#### [Problem to solve]
For this exercise, write out exactly the lines from the line containing "pub fn public_key(&self)" through the last line of the records, and no other lines.

------ Source data ------

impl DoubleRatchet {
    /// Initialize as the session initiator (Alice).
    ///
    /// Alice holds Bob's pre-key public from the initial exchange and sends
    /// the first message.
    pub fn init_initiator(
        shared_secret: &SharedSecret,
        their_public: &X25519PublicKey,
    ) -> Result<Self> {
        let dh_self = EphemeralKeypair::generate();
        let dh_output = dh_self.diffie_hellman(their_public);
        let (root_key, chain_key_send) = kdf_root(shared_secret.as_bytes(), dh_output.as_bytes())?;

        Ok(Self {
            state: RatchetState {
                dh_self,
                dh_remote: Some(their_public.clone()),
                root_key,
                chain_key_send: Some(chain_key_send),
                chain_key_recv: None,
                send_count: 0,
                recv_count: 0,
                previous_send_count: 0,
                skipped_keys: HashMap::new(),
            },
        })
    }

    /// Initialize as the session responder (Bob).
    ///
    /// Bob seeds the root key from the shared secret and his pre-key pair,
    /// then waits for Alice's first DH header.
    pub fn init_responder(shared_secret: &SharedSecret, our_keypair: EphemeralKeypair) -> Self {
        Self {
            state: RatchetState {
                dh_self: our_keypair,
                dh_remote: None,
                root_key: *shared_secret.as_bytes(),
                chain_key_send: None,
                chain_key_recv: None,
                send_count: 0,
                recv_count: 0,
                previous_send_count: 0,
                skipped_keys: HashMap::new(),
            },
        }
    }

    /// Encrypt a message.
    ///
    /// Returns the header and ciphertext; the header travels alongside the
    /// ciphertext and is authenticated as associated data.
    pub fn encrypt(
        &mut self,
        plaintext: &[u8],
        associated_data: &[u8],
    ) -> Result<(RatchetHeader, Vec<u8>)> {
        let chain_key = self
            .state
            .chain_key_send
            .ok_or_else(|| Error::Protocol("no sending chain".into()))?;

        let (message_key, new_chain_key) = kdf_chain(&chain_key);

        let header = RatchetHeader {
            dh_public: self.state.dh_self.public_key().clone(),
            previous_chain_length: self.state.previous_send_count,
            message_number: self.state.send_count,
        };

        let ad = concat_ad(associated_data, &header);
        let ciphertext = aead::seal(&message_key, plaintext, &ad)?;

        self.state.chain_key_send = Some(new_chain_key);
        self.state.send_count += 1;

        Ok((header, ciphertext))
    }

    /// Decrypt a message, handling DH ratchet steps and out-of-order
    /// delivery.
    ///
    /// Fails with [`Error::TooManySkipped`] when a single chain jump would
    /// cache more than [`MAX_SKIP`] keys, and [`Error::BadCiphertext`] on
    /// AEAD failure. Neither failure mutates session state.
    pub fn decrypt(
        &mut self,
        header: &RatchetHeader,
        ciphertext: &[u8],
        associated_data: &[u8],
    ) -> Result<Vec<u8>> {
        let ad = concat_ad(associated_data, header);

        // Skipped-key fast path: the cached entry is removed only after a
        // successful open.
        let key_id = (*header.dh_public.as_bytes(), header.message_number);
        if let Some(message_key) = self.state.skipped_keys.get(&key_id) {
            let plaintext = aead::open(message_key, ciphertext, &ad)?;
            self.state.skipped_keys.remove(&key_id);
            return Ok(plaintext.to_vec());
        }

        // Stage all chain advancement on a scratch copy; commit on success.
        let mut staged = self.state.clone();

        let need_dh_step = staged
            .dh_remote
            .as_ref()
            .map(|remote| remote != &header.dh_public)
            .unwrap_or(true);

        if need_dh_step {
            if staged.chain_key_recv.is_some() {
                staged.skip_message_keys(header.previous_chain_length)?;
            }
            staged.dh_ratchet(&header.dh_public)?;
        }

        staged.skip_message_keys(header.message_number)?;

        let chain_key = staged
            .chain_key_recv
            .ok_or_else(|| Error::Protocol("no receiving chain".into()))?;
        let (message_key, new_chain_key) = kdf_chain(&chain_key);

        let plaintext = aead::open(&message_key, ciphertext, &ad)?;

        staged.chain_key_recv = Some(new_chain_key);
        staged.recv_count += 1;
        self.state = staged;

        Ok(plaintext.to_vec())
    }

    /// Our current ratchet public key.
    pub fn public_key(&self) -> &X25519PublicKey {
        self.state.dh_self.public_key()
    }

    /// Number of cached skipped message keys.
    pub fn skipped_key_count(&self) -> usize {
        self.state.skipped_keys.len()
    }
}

------

#### [Task response]
    pub fn public_key(&self) -> &X25519PublicKey {
        self.state.dh_self.public_key()
    }

    /// Number of cached skipped message keys.
    pub fn skipped_key_count(&self) -> usize {
        self.state.skipped_keys.len()
    }
}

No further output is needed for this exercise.